**YOUR ASSIGNMENT**
Using the records below, locate all lines containing "missing" and return them.

** RECORDS TO USE follows **

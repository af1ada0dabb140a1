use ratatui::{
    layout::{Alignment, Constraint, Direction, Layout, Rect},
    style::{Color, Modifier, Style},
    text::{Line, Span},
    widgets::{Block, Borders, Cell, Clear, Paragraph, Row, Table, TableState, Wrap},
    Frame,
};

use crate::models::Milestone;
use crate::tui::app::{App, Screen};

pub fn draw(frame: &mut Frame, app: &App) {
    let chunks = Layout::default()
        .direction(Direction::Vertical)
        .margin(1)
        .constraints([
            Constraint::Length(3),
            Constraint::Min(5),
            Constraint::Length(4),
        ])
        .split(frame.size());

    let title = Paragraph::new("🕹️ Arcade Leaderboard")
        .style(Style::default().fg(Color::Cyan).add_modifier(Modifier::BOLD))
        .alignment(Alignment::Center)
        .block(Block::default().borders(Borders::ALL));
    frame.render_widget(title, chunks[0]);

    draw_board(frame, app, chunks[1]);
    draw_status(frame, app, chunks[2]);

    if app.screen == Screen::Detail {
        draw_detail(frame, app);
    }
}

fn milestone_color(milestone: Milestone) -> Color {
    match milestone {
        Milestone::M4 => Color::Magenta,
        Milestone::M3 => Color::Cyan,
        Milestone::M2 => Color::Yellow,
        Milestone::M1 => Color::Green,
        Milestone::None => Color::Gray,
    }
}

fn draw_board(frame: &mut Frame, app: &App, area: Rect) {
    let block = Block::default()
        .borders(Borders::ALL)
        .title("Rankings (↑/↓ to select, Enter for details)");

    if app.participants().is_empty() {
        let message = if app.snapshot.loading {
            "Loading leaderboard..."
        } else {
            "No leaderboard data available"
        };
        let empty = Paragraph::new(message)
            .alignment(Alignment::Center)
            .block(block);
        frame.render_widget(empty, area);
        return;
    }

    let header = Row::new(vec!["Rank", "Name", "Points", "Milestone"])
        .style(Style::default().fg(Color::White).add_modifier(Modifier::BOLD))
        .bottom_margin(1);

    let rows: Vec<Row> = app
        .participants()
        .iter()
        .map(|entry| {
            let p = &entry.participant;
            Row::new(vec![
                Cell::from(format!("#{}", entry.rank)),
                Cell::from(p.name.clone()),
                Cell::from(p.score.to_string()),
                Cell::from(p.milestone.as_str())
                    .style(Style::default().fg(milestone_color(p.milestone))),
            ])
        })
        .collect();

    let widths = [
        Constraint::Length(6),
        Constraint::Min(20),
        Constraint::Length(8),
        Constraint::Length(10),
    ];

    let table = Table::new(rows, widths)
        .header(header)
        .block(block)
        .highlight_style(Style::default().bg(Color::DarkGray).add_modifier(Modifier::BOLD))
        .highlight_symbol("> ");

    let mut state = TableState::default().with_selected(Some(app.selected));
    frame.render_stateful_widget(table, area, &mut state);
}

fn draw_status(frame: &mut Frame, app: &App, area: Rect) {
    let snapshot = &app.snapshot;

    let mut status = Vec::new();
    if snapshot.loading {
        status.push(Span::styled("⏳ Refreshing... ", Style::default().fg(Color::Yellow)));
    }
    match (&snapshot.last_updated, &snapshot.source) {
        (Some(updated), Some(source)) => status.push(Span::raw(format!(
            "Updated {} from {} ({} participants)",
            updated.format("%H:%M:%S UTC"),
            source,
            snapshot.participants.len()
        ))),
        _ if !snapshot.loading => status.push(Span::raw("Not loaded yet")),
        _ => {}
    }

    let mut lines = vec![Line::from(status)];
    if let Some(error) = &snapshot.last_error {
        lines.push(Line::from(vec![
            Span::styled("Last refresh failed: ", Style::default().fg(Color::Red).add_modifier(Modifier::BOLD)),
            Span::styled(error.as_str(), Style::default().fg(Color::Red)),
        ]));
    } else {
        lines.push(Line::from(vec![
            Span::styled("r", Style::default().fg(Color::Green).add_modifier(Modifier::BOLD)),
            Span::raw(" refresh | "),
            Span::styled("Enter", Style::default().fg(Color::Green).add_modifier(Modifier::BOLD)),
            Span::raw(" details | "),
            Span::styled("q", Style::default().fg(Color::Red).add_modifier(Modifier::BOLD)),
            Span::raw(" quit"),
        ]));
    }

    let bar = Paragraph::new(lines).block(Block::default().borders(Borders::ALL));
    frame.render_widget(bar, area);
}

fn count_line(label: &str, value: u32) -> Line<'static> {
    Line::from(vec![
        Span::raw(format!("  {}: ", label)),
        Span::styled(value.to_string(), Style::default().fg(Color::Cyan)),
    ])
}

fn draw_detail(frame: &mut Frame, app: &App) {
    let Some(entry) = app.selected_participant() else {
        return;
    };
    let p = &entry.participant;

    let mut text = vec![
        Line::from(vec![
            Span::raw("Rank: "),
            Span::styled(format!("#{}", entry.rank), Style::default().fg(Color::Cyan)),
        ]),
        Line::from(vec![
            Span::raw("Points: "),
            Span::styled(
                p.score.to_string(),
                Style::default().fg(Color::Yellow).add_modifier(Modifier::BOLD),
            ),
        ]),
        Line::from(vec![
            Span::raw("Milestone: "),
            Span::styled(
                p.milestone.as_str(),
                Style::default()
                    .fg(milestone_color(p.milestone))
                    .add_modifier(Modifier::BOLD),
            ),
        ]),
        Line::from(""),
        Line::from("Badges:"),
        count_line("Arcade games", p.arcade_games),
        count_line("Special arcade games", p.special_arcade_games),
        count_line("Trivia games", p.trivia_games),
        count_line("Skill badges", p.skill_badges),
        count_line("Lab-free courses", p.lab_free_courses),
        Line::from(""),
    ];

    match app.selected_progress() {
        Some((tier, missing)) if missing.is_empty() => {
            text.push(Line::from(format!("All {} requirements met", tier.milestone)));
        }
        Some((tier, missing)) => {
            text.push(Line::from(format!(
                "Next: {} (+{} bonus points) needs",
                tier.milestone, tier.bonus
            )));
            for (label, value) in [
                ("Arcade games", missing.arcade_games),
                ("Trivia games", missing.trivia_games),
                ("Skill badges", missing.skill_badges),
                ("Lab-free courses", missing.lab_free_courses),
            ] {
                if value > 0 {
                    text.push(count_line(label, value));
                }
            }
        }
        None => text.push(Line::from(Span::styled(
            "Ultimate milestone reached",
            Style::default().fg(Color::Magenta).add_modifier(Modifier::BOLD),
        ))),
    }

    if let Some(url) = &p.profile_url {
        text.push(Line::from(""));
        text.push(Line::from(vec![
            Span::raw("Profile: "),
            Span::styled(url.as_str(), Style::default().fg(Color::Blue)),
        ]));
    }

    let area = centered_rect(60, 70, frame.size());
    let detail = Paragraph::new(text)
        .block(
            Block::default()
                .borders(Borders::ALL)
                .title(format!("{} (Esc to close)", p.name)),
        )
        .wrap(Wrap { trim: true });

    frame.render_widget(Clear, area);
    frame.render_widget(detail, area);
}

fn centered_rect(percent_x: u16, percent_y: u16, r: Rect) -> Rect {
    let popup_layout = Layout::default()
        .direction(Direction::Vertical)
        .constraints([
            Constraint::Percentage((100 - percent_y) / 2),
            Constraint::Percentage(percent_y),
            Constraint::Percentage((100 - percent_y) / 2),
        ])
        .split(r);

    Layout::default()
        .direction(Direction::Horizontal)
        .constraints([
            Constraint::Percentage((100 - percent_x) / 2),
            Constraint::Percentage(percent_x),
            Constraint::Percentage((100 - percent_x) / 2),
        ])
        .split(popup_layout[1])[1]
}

** End of RECORDS TO USE **
** RECORDS TO USE follows **

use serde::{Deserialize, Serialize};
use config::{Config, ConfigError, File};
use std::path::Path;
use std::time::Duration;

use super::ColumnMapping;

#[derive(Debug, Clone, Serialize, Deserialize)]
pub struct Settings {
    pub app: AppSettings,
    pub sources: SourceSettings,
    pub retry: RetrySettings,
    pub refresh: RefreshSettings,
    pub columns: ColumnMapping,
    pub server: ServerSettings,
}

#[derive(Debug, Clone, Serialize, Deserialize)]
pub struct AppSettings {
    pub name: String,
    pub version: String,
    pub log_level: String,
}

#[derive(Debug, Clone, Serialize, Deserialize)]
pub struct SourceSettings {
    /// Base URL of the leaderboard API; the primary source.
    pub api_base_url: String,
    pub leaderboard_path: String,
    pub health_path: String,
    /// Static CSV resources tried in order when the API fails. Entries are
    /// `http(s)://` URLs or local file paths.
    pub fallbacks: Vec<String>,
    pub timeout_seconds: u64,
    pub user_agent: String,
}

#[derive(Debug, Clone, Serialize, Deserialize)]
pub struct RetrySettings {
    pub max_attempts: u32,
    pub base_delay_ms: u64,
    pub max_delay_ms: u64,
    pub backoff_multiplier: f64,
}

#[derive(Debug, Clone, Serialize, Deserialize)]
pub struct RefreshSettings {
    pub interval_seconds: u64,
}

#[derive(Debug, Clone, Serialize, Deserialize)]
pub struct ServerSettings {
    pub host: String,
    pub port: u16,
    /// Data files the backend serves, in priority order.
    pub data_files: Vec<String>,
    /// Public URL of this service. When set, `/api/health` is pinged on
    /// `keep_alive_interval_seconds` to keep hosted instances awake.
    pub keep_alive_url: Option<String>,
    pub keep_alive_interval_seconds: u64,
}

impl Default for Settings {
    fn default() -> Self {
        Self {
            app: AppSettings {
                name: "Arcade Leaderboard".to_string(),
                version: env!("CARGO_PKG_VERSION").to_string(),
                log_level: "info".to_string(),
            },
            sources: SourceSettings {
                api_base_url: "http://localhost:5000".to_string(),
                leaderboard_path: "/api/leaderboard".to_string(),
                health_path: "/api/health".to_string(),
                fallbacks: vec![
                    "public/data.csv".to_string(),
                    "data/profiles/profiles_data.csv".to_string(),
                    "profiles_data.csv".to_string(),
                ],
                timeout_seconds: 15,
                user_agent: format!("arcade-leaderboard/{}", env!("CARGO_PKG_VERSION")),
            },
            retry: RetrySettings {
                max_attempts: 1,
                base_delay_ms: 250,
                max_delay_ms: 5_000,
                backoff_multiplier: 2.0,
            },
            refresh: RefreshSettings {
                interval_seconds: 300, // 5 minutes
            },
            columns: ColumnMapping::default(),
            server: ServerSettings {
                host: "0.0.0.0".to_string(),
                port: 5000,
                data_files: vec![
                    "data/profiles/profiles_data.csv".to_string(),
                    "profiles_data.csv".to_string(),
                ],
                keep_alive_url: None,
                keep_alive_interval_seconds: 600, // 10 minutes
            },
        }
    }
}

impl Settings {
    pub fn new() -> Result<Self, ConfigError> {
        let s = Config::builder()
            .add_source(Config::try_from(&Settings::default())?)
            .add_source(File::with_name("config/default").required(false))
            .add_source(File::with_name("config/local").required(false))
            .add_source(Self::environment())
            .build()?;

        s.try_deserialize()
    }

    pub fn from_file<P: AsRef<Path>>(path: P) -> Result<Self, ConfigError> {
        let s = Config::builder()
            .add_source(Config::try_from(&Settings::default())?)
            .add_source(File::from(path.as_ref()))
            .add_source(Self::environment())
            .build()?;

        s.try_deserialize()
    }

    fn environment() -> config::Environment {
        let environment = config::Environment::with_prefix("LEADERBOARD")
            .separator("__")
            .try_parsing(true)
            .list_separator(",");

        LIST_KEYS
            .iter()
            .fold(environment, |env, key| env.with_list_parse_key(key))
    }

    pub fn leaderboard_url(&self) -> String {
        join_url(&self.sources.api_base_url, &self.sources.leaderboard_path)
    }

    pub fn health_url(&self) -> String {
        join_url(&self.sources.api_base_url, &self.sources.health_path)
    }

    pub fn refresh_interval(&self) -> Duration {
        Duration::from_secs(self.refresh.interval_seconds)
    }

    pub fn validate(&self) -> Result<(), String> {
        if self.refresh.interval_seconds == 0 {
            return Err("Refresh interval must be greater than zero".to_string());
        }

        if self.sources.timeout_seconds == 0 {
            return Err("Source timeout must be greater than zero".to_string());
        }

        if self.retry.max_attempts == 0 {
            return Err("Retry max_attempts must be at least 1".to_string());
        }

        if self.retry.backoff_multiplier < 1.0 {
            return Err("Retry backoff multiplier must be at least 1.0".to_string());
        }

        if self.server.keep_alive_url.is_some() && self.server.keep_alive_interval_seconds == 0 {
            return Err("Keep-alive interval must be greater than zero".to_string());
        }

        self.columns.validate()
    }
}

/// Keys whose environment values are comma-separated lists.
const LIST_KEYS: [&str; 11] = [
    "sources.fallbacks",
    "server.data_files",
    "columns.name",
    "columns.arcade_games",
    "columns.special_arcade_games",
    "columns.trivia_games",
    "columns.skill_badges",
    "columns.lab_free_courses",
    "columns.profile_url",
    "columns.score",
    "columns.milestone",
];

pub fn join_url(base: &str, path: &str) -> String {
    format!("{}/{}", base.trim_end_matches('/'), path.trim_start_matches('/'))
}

** End of RECORDS TO USE **

**RESPONSE AREA**
        Some((tier, missing)) if missing.is_empty() => {
        Some((tier, missing)) => {
                ("Arcade games", missing.arcade_games),
                ("Trivia games", missing.trivia_games),
                ("Skill badges", missing.skill_badges),
                ("Lab-free courses", missing.lab_free_courses),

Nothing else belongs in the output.